In my 20+ years of doing this networking thing, I have been part of many a network debugging party. Often in the capacity of the vendor that “caused” the problem, but also at times as part of a team attempting to create a network that was probably slightly overbuilt for its purpose (remember those multiprotocol InteropNets in the mid 90s?) And even this week while working with a customer on something that simply appeared to be “too bizarre” to be real, it struck me that debugging a network is an art. And while I am ok with it being an art form, it must be removed from the black magic realm of art.
I have long ago learned that networks require time to settle. Throughout my career of building new networks or significantly overhauling existing networks, it is very rare that any significant installation works flawlessly from day one. Like a brand new house, it will squeak a little. That brand new air conditioner need a bit of tuning. The toilet or tub may leak after a week. A network as architected and designed on a piece of paper and the real world instantiation of the same will have differences. And differences cause problems.
An actual deployment of a network requires attachment to things that are not pristine. It needs to be attached to existing cabling. It needs to interact with other network equipment, from other vendors. It will have servers, storage and and in a campus setting wireless access points, PCs, VoIP phones, printers and all sorts of other stuff attached to it. Most of those behave well together, some may not all the time. And it is exactly when you insert the shiny new network into the existing infrastructure that you will find interactions that do not quite work. Or expose a bug that may have been around for a long time, but that specific interaction, that specific timing of events makes it show up and cause havoc.
That is the time where the most skilled in the art of debugging networks make their keep. If I look back at all those fine engineers that I worked with that were not just good at debugging networks and finding bugs in code or deployment, but those that were excellent, they all had some of the same personality qualities:
- they love the hunt. These folks love the puzzle, the path to understanding what is wrong. They carefully think through the steps to take next, the step that brings them closer to their prey. Most of them do not like the fix part much, once it is understood it is time to find the next problem.
- they are masters at recognizing anomalies. Some of their favorite phrases may be “that does not look right”, or “that should not be here”. They find things that are not normal by instinct. They notice differences in behavior that many others do not.
- they are seriously tenacious. Once engaged, they do not let go, literally. It will occupy their every minute, at the office, in the lab, at home or during sleep. Their brain swirls with all the possibilities, creating theories against the symptoms and trying to dismiss them one at a time.

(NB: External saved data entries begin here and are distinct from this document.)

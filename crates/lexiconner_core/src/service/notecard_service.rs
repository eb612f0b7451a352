//! Notecard use-case service for editing surfaces.
//!
//! # Responsibility
//! - Validate drafts before they reach storage.
//! - Allocate ids for new notecards, recovering from allocation races.
//! - Offer batch delete and quiz pass-throughs for UI callers.
//!
//! # Invariants
//! - Only drafts passing `NotecardDraft::validate` are persisted.
//! - A new notecard always gets the smallest id free at insert time.

use crate::model::notecard::{
    DraftValidationError, Notecard, NotecardDraft, NotecardId, QuizQuestion,
};
use crate::repo::notecard_repo::{NotecardRepository, RepoError};
use log::{debug, warn};
use std::error::Error;
use std::fmt::{Display, Formatter};
use std::sync::Arc;

const ID_ALLOCATION_ATTEMPTS: usize = 32;

/// Service error for notecard use-cases.
#[derive(Debug)]
pub enum NotecardServiceError {
    /// Draft rejected before touching storage.
    InvalidDraft(DraftValidationError),
    /// Persistence-layer failure.
    Repo(RepoError),
    /// Every allocated id was taken by a concurrent caller before insert.
    IdAllocationExhausted { attempts: usize },
}

impl Display for NotecardServiceError {
    fn fmt(&self, f: &mut Formatter<'_>) -> std::fmt::Result {
        match self {
            Self::InvalidDraft(err) => write!(f, "{err}"),
            Self::Repo(err) => write!(f, "{err}"),
            Self::IdAllocationExhausted { attempts } => {
                write!(f, "could not allocate a notecard id after {attempts} attempts")
            }
        }
    }
}

impl Error for NotecardServiceError {
    fn source(&self) -> Option<&(dyn Error + 'static)> {
        match self {
            Self::InvalidDraft(err) => Some(err),
            Self::Repo(err) => Some(err),
            Self::IdAllocationExhausted { .. } => None,
        }
    }
}

impl From<DraftValidationError> for NotecardServiceError {
    fn from(value: DraftValidationError) -> Self {
        Self::InvalidDraft(value)
    }
}

impl From<RepoError> for NotecardServiceError {
    fn from(value: RepoError) -> Self {
        Self::Repo(value)
    }
}

/// Notecard service facade over a shared repository implementation.
pub struct NotecardService<R: NotecardRepository> {
    repo: Arc<R>,
}

impl<R: NotecardRepository> NotecardService<R> {
    pub fn new(repo: Arc<R>) -> Self {
        Self { repo }
    }

    pub fn repository(&self) -> &Arc<R> {
        &self.repo
    }

    /// Validates `draft` and stores it under the smallest free id.
    ///
    /// Another caller may claim the allocated id before the insert lands; the
    /// id is then re-allocated, a bounded number of times.
    pub fn create_notecard(
        &self,
        draft: &NotecardDraft,
    ) -> Result<Notecard, NotecardServiceError> {
        draft.validate()?;

        for attempt in 1..=ID_ALLOCATION_ATTEMPTS {
            let id = self.repo.smallest_available_id()?;
            match self.repo.add(id, &draft.front, &draft.back) {
                Ok(id) => {
                    debug!("event=notecard_create module=service status=ok id={id} attempt={attempt}");
                    return Ok(Notecard::new(id, draft.front.as_str(), draft.back.as_str()));
                }
                Err(RepoError::DuplicateId(taken)) => {
                    warn!(
                        "event=notecard_create module=service status=retry id={taken} attempt={attempt}"
                    );
                }
                Err(err) => return Err(err.into()),
            }
        }

        Err(NotecardServiceError::IdAllocationExhausted {
            attempts: ID_ALLOCATION_ATTEMPTS,
        })
    }

    /// Validates `draft` and replaces both sides of notecard `id`.
    pub fn update_notecard(
        &self,
        id: NotecardId,
        draft: &NotecardDraft,
    ) -> Result<Notecard, NotecardServiceError> {
        draft.validate()?;
        self.repo
            .edit(id, Some(draft.front.as_str()), Some(draft.back.as_str()))?;
        Ok(Notecard::new(id, draft.front.as_str(), draft.back.as_str()))
    }

    /// Deletes every id in order. Returns how many deletes were queued.
    pub fn delete_notecards(&self, ids: &[NotecardId]) -> Result<usize, NotecardServiceError> {
        for id in ids {
            self.repo.delete(*id)?;
        }
        Ok(ids.len())
    }

    pub fn list_notecards(&self) -> Result<Vec<Notecard>, NotecardServiceError> {
        Ok(self.repo.list()?)
    }

    pub fn next_question(&self) -> Result<QuizQuestion, NotecardServiceError> {
        Ok(self.repo.random_question()?)
    }
}
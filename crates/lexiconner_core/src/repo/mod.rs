//! Repository layer over the storage actor.
//!
//! # Responsibility
//! - Translate notecard use-cases into storage actor requests.
//! - Decode result rows into domain records.
//!
//! # Invariants
//! - Repository APIs return semantic errors (`NotFound`, `DuplicateId`,
//!   `InsufficientData`) in addition to storage transport errors.
//! - No SQL leaves this layer.

pub mod notecard_repo;
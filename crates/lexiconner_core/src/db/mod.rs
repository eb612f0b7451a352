//! SQLite storage bootstrap and the single-writer storage actor.
//!
//! # Responsibility
//! - Open and configure the SQLite connection used by the notecard store.
//! - Own that connection on one worker thread and serialize every request.
//!
//! # Invariants
//! - Only the actor worker thread touches a connection after `StorageActor::spawn`.
//! - Requests execute in submission (FIFO) order.
//! - One implicit transaction spans the actor lifetime and is committed at close.

use std::error::Error;
use std::fmt::{Display, Formatter};

pub mod actor;
mod open;

pub use actor::{Request, Response, Row, Rows, StorageActor};
pub use open::{open_db, open_db_in_memory};

pub type DbResult<T> = Result<T, DbError>;

#[derive(Debug)]
pub enum DbError {
    /// Connection-level failure outside the worker (open, pragmas, commit).
    Sqlite(rusqlite::Error),
    /// A statement failed inside the worker. The worker keeps running.
    ExecutionFault(rusqlite::Error),
    /// The actor was closed, or its worker is gone.
    ConnectionClosed,
    /// The worker thread could not be started.
    WorkerSpawn(std::io::Error),
    /// The worker thread panicked before it could release the connection.
    WorkerPanicked,
}

impl DbError {
    /// Returns the underlying SQLite error code for execution faults.
    pub fn sqlite_code(&self) -> Option<rusqlite::ffi::Error> {
        match self {
            Self::Sqlite(rusqlite::Error::SqliteFailure(code, _))
            | Self::ExecutionFault(rusqlite::Error::SqliteFailure(code, _)) => Some(*code),
            _ => None,
        }
    }
}

impl Display for DbError {
    fn fmt(&self, f: &mut Formatter<'_>) -> std::fmt::Result {
        match self {
            Self::Sqlite(err) => write!(f, "{err}"),
            Self::ExecutionFault(err) => write!(f, "statement execution failed: {err}"),
            Self::ConnectionClosed => write!(f, "storage connection is closed"),
            Self::WorkerSpawn(err) => write!(f, "failed to start storage worker: {err}"),
            Self::WorkerPanicked => write!(f, "storage worker thread panicked"),
        }
    }
}

impl Error for DbError {
    fn source(&self) -> Option<&(dyn Error + 'static)> {
        match self {
            Self::Sqlite(err) | Self::ExecutionFault(err) => Some(err),
            Self::WorkerSpawn(err) => Some(err),
            Self::ConnectionClosed | Self::WorkerPanicked => None,
        }
    }
}

impl From<rusqlite::Error> for DbError {
    fn from(value: rusqlite::Error) -> Self {
        Self::Sqlite(value)
    }
}
impl InheritancePolicy {
    pub fn custom(merge: impl CustomMerge + 'static) -> Self {
        Self::Custom(Arc::new(merge))
    }

    fn from_directive(name: &str) -> Option<Self> {
        match name {
            "append" => Some(Self::Append),
            "merge" => Some(Self::Merge),
            "replace" => Some(Self::Replace),
            _ => None,
        }
    }
}

impl fmt::Debug for InheritancePolicy {
    fn fmt(&self, f: &mut fmt::Formatter<'_>) -> fmt::Result {
        match self {
            Self::Append => f.write_str("Append"),
            Self::Merge => f.write_str("Merge"),
            Self::Replace => f.write_str("Replace"),
            Self::Custom(_) => f.write_str("Custom(..)"),
        }
    }
}

type Policies = HashMap<String, InheritancePolicy>;

/// Merges `chain` base-first. The root object of the result is attributed
/// to the most-derived file.
pub(crate) fn merge_chain(chain: ExtendsChain, policies: &Policies) -> Result<Node, ConfigError> {
    let (mut merged, derived) = chain.into_parts();
    strip_directives(&mut merged.node, &merged.path)?;

    derived.into_iter().try_fold(merged.node, |parent, document| {
        tracing::trace!(path = %document.path.display(), "merging config file");
        merge_objects(parent, document.node, Some(policies), &document.path)
    })
}

fn merge_objects(
    parent: Node,
    mut child: Node,
    policies: Option<&Policies>,
    file: &Path,
) -> Result<Node, ConfigError> {
    let directives = take_directives(&mut child, file)?;
    let source = Arc::clone(&child.source);

    let (NodeKind::Object(parent_fields), NodeKind::Object(mut child_fields)) =
        (parent.kind, child.kind)
    else {
        return Err(ConfigError::InvalidDocument {
            path: file.to_path_buf(),
            reason: "cannot merge a non-object value".to_string(),
        });
    };

    let mut fields = Vec::with_capacity(parent_fields.len() + child_fields.len());
    for (key, parent_value) in parent_fields {
        let index = child_fields.iter().position(|(name, _)| *name == key);
        let Some(index) = index else {
            fields.push((key, parent_value));
            continue;
        };

        let (_, child_value) = child_fields.remove(index);
        let policy = directives
            .get(&key)
            .or_else(|| policies.and_then(|p| p.get(&key)));
        let value = merge_field(&key, parent_value, child_value, policy, file)?;
        fields.push((key, value));
    }

    for (key, mut child_value) in child_fields {
        strip_directives(&mut child_value, file)?;
        fields.push((key, child_value));
    }

    Ok(Node {
        kind: NodeKind::Object(fields),
        source,
        original: None,
    })
}

fn merge_field(
    key: &str,
    parent: Node,
    mut child: Node,
    policy: Option<&InheritancePolicy>,
    file: &Path,
) -> Result<Node, ConfigError> {
    let mismatch = |expected: &str, parent: &Node, child: &Node| ConfigError::InvalidInheritance {
        path: file.to_path_buf(),
        field: key.to_string(),
        reason: format!(
            "{expected} requires both values to be {}s, found {} and {}",
            if expected == "append" { "array" } else { "object" },
            parent.type_name(),
            child.type_name()
        ),
    };

    let policy = match policy {
        Some(policy) => policy.clone(),
        None if parent.is_array() && child.is_array() => InheritancePolicy::Append,
        None => InheritancePolicy::Replace,
    };

    match policy {
        InheritancePolicy::Append => {
            if !(parent.is_array() && child.is_array()) {
                return Err(mismatch("append", &parent, &child));
            }
            let mut items = Vec::new();
            if let NodeKind::Array(inherited) = parent.kind {
                items.extend(inherited);
            }
            if let NodeKind::Array(own) = child.kind {
                items.extend(own);
            }
            Ok(Node {
                kind: NodeKind::Array(items),
                source: child.source,
                original: None,
            })
        }
        InheritancePolicy::Merge => {
            if !(parent.is_object() && child.is_object()) {
                return Err(mismatch("merge", &parent, &child));
            }
            merge_objects(parent, child, None, file)
        }
        InheritancePolicy::Replace => {
            strip_directives(&mut child, file)?;
            Ok(child)
        }
        InheritancePolicy::Custom(merge) => {
            strip_directives(&mut child, file)?;
            let value = merge.merge(&child.to_value(), &parent.to_value());
            Ok(Node::from_value(value, &child.source))
        }
    }
}

/// Removes the directives declared directly on `node`, returning them by field.
fn take_directives(node: &mut Node, file: &Path) -> Result<Policies, ConfigError> {
    let mut directives = Policies::new();
    let NodeKind::Object(fields) = &mut node.kind else {
        return Ok(directives);
    };

    let mut index = 0;
    while index < fields.len() {
        let Some(field) = directive_target(&fields[index].0) else {
            index += 1;
            continue;
        };
        let field = field.to_string();
        let (key, value) = fields.remove(index);

        let policy = match &value.kind {
            NodeKind::Scalar(Value::String(name)) => InheritancePolicy::from_directive(name),
            _ => None,
        };
        let policy = policy.ok_or_else(|| ConfigError::InvalidDocument {
            path: file.to_path_buf(),
            reason: format!(
                "\"{key}\" must be one of \"append\", \"merge\" or \"replace\", found {}",
                value.to_value()
            ),
        })?;
        directives.insert(field, policy);
    }

    Ok(directives)
}

/// Removes directives from `node` and every object nested under its fields.
fn strip_directives(node: &mut Node, file: &Path) -> Result<(), ConfigError> {
    take_directives(node, file)?;
    if let NodeKind::Object(fields) = &mut node.kind {
        for (_, value) in fields.iter_mut() {
            strip_directives(value, file)?;
        }
    }
    Ok(())
}

fn directive_target(key: &str) -> Option<&str> {
    key.strip_prefix('$')?
        .strip_suffix(DIRECTIVE_SUFFIX)
        .filter(|field| !field.is_empty())
}

#[cfg(test)]
mod tests {
    use super::*;
    use crate::config::chain::resolve_chain;
    use pretty_assertions::assert_eq;
    use serde_json::json;
    use std::fs;
    use std::path::PathBuf;
    use tempfile::TempDir;

    struct Fixture {
        _dir: TempDir,
        root: PathBuf,
    }

    impl Fixture {
        fn new() -> Self {
            let dir = TempDir::new().unwrap();
            let root = fs::canonicalize(dir.path()).unwrap();
            Self { _dir: dir, root }
        }

        fn write(&self, name: &str, contents: Value) -> PathBuf {
            let path = self.root.join(name);
            fs::write(&path, contents.to_string()).unwrap();
            path
        }

        fn merge(&self, leaf: &Path, policies: &Policies) -> Result<Node, ConfigError> {
            merge_chain(resolve_chain(leaf)?, policies)
        }
    }

    fn policies(entries: &[(&str, InheritancePolicy)]) -> Policies {
        entries
            .iter()
            .map(|(name, policy)| (name.to_string(), policy.clone()))
            .collect()
    }

    #[test]
    fn test_scalar_child_wins() {
        let fx = Fixture::new();
        fx.write("base.json", json!({ "name": "base", "only_base": true }));
        let leaf = fx.write("app.json", json!({ "extends": "base.json", "name": "app" }));

        let merged = fx.merge(&leaf, &Policies::new()).unwrap();
        assert_eq!(merged.to_value(), json!({ "name": "app", "only_base": true }));
    }

    #[test]
    fn test_arrays_append_by_default() {
        let fx = Fixture::new();
        fx.write("base.json", json!({ "list": [1, 2] }));
        let leaf = fx.write("app.json", json!({ "extends": "base.json", "list": [3] }));

        let merged = fx.merge(&leaf, &Policies::new()).unwrap();
        assert_eq!(merged.to_value(), json!({ "list": [1, 2, 3] }));
    }

    #[test]
    fn test_replace_policy_keeps_only_child_array() {
        let fx = Fixture::new();
        fx.write("base.json", json!({ "list": [1, 2] }));
        let leaf = fx.write("app.json", json!({ "extends": "base.json", "list": [3] }));

        let merged = fx
            .merge(&leaf, &policies(&[("list", InheritancePolicy::Replace)]))
            .unwrap();
        assert_eq!(merged.to_value(), json!({ "list": [3] }));
    }

    #[test]
    fn test_objects_replace_by_default() {
        let fx = Fixture::new();
        fx.write("base.json", json!({ "opts": { "a": 1, "b": 2 } }));
        let leaf = fx.write("app.json", json!({ "extends": "base.json", "opts": { "b": 3 } }));

        let merged = fx.merge(&leaf, &Policies::new()).unwrap();
        assert_eq!(merged.to_value(), json!({ "opts": { "b": 3 } }));
    }

    #[test]
    fn test_merge_policy_overlays_keys() {
        let fx = Fixture::new();
        fx.write(
            "base.json",
            json!({ "opts": { "a": 1, "b": 2, "tags": ["x"] } }),
        );
        let leaf = fx.write(
            "app.json",
            json!({ "extends": "base.json", "opts": { "b": 3, "c": 4, "tags": ["y"] } }),
        );

        let merged = fx
            .merge(&leaf, &policies(&[("opts", InheritancePolicy::Merge)]))
            .unwrap();
        assert_eq!(
            merged.to_value(),
            json!({ "opts": { "a": 1, "b": 3, "tags": ["x", "y"], "c": 4 } })
        );
    }

    #[test]
    fn test_custom_result_is_taken_verbatim() {
        let fx = Fixture::new();
        fx.write("base.json", json!({ "list": [1] }));
        let leaf = fx.write("app.json", json!({ "extends": "base.json", "list": [2] }));

        let custom = InheritancePolicy::custom(|_: &Value, _: &Value| json!("unrelated"));
        let merged = fx.merge(&leaf, &policies(&[("list", custom)])).unwrap();
        assert_eq!(merged.to_value(), json!({ "list": "unrelated" }));
    }

    #[test]
    fn test_custom_sees_child_then_parent() {
        let fx = Fixture::new();
        fx.write("base.json", json!({ "n": 10 }));
        let leaf = fx.write("app.json", json!({ "extends": "base.json", "n": 3 }));

        let custom = InheritancePolicy::custom(|child: &Value, parent: &Value| {
            json!([child.clone(), parent.clone()])
        });
        let merged = fx.merge(&leaf, &policies(&[("n", custom)])).unwrap();
        assert_eq!(merged.to_value(), json!({ "n": [3, 10] }));
    }

    #[test]
    fn test_append_type_mismatch() {
        let fx = Fixture::new();
        fx.write("base.json", json!({ "list": "not an array" }));
        let leaf = fx.write("app.json", json!({ "extends": "base.json", "list": [1] }));

        let result = fx.merge(&leaf, &policies(&[("list", InheritancePolicy::Append)]));
        match result {
            Err(ConfigError::InvalidInheritance { path, field, .. }) => {
                assert_eq!(path, leaf);
                assert_eq!(field, "list");
            }
            other => panic!("expected InvalidInheritance, got {other:?}"),
        }
    }

    #[test]
    fn test_inline_directive_overrides_spec_policy() {
        let fx = Fixture::new();
        fx.write("base.json", json!({ "list": [1, 2] }));
        let leaf = fx.write(
            "app.json",
            json!({
                "extends": "base.json",
                "$list.inheritanceType": "replace",
                "list": [3]
            }),
        );

        let merged = fx
            .merge(&leaf, &policies(&[("list", InheritancePolicy::Append)]))
            .unwrap();
        assert_eq!(merged.to_value(), json!({ "list": [3] }));
    }

    #[test]
    fn test_nested_directive_under_merge() {
        let fx = Fixture::new();
        fx.write("base.json", json!({ "opts": { "inner": { "a": 1 } } }));
        let leaf = fx.write(
            "app.json",
            json!({
                "extends": "base.json",
                "$opts.inheritanceType": "merge",
                "opts": {
                    "$inner.inheritanceType": "merge",
                    "inner": { "b": 2 }
                }
            }),
        );

        let merged = fx.merge(&leaf, &Policies::new()).unwrap();
        assert_eq!(
            merged.to_value(),
            json!({ "opts": { "inner": { "a": 1, "b": 2 } } })
        );
    }

    #[test]
    fn test_directives_are_stripped_from_base() {
        let fx = Fixture::new();
        let base = fx.write(
            "base.json",
            json!({ "$list.inheritanceType": "append", "list": [1], "nested": { "$x.inheritanceType": "merge" } }),
        );

        let merged = fx.merge(&base, &Policies::new()).unwrap();
        assert_eq!(merged.to_value(), json!({ "list": [1], "nested": {} }));
    }

    #[test]
    fn test_unknown_directive_value() {
        let fx = Fixture::new();
        fx.write("base.json", json!({ "list": [1] }));
        let leaf = fx.write(
            "app.json",
            json!({ "extends": "base.json", "$list.inheritanceType": "prepend", "list": [2] }),
        );

        let result = fx.merge(&leaf, &Policies::new());
        assert!(matches!(result, Err(ConfigError::InvalidDocument { .. })));
    }

    #[test]
    fn test_appended_elements_keep_their_source() {
        let fx = Fixture::new();
        let base = fx.write("base.json", json!({ "list": [{ "id": "a" }] }));
        let leaf = fx.write(
            "app.json",
            json!({ "extends": "base.json", "list": [{ "id": "b" }] }),
        );

        let merged = fx.merge(&leaf, &Policies::new()).unwrap();
        let NodeKind::Array(items) = &merged.get("list").unwrap().kind else {
            panic!("expected array");
        };
        assert_eq!(&*items[0].source, base.as_path());
        assert_eq!(&*items[1].source, leaf.as_path());
        assert_eq!(&*merged.source, leaf.as_path());
    }

    #[test]
    fn test_merge_is_deterministic() {
        let fx = Fixture::new();
        fx.write("base.json", json!({ "list": [1], "opts": { "a": 1 } }));
        let leaf = fx.write(
            "app.json",
            json!({ "extends": "base.json", "list": [2], "opts": { "b": 2 } }),
        );

        let first = fx.merge(&leaf, &Policies::new()).unwrap();
        let second = fx.merge(&leaf, &Policies::new()).unwrap();
        assert_eq!(first, second);
    }
}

- their brain is wired for packet flows. They have a separate sense for how packets flow, how they get transformed, who touches them, where they are supposed to go. There is again that sense of “normal”, a very vivid view of how it is expected to flow.
The best of the best network folks have not been taught how to do this through programs and certifications, the thought process comes natural and the details have been self taught through experience, discovery and pure curiosity.
The problem is that these folks are not easy to find. And when you find them, they are not easy to keep. They are awesome folks, but their skills should be used in much more productive ways. These are the same folks that can create new network solutions, proactively finding solutions for new network capabilities, optimizations and overall simplification.
As a networking industry we have not progressed much to make life of these folks easier. Most troubleshooting sessions still start and end with port mirrors, packet captures and endless staring at packets going back and forth between systems. Those are the types of problems the network should do so much better with in providing diagnostics to tell you what is wrong. Or at least point you much closer towards the solution. As @mbushong mentioned yesterday, we have 20 years worth of features in our products, but we have done so little to make those core 10 features trivial to configure, debug and diagnose.
Those skilled in the art of debugging must be freed up to provide a much more proactive contribution to the IT organization. Of course there will be problems where their specific debugging expertise is required, but we need to provide more simplicity to ensure that those are the exception. That network settling-in period will not go away, but it must be reduced to the equivalent of a lick of paint on that corner, tightening some bolts, replacing an outlet cover plate. Things that most DIY’ers can do. That way the experts can focus on that much smaller set of really hard problems, and create much better network services on top of much simpler infrastructures at a much faster pace.[Today’s fun fact: Students at the Ho Chi Min City University of Economics put together the world’s largest jigsaw puzzle in 2011. It consisted of 551,232 pieces and measured just over 48×76 feet. It took 1600 students 17 hours to put together. Who says students don’t work hard?]